Ottmar Schreiner: Unabhängig davon geht es mir um die Schaffung existenzsichernder Löhne für alle in Deutschland. Wir haben in der Bevölkerung hierfür eine breite Zustimmung. Ich bin mir sicher, dass wir auch eine parlamentarische Mehrheit erreichen werden.

Sollte es für die Zeitarbeit auch einen Mindestlohn geben?

Ottmar Schreiner: Ja, auch für die Zeitarbeit muss mindestens gleicher Lohn für gleiche Arbeit gelten. In anderen Ländern erhalten Zeitarbeiter einen höheren Lohn als Ausgleich für den temporären Charakter dieser Beschäftigung. Eine Art Flexibilitätszuschlag also. Warum nicht in Deutschland?

Berücksichtigt die Politik bei ihren Konjunkturprogrammen die tatsächlich Bedürftigen, beispielsweise die Niedriglohnbeschäftigten?

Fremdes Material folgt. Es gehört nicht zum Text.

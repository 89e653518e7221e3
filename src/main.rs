//! Embedding Server Main
//!
//! Entry point for the sentence embedding HTTP server

use minilm_embedding_server::{EmbeddingServer, ServerConfig};

#[tokio::main]
async fn main() -> Result<(), Box<dyn std::error::Error>> {
    // Load configuration, built-in defaults when config.toml is absent
    let config = ServerConfig::from_file_or_default("config.toml")?;

    tracing_subscriber::fmt()
        .with_env_filter(
            tracing_subscriber::EnvFilter::try_from_default_env()
                .unwrap_or_else(|_| config.log_filter().into()),
        )
        .with_target(false)
        .with_thread_ids(false)
        .with_line_number(false)
        .with_file(false)
        .without_time()
        .init();

    println!("🚀 Sentence Embedding Server");
    println!("📊 Log Level: {}", config.monitoring.log_level);
    println!("===============================");

    // The encoder is loaded exactly once, here
    let server = EmbeddingServer::new(config)?;

    println!("✅ Model loaded, serving on {}", server.config().network.bind_address);
    println!("🛑 Press Ctrl+C to stop");

    server.start().await?;

    Ok(())
}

Ottmar Schreiner: Die Probleme der Niedriglohnbeschäftigung und der steigenden Armut können meines Erachstens nicht mit einem Konjunkturprogramm gelöst werden. Hier geht es um eine Neuausrichtung der Wirtschaftspolitik, zu der auch die Arbeitsmarkt- und Sozialpolitik gehört.

Es werden Rettungsschirme für die Wirtschaft gespannt. Sind Lohnuntergrenzen nicht auch Rettungsschirme für die Betroffenen?

Ottmar Schreiner: Lohnuntergenzen und Tariflohnerhöhungen sind zwar keine Rettungsschirme für die Betroffenen, sie können aber aus makroökonomischer Sicht dazu beitragen, das Wirtschaftswachstum zu stützen und zur Zahlung von menschenwürdigen Löhnen beitragen. Als Schutz für die Betroffenen fordere ich neben der Rettung von Unternehmen – wie im Fall Opel – die Verlängerung des Arbeitslosengeldes I analog der Kurzarbeiterregelung. Auf diese Weise kann ein abrupter Sturz in die Armut verhindert und Zeit gewonnen werden.

UPDATE April 2013

Ottmar Schreiner (SPD) war Vorsitzender der Arbeitsgemeinschaft für Arbeitnehmerfragen und Mitglied im SPD-Parteivorstand. Schreiner war über 40 Jahre SPD-Mitglied und scheute sich nicht, auch die Fehler der eigenen Partei zu benennen. In seinem Buch "Die Gerechtigkeitslücke" mahnte er die ungleiche Verteilung des Wohlstands und die daraus resultierende Gefahr für die Demokratie in Deutschland an. Otmar Schreiner ist am 6. April 2013 verstorben.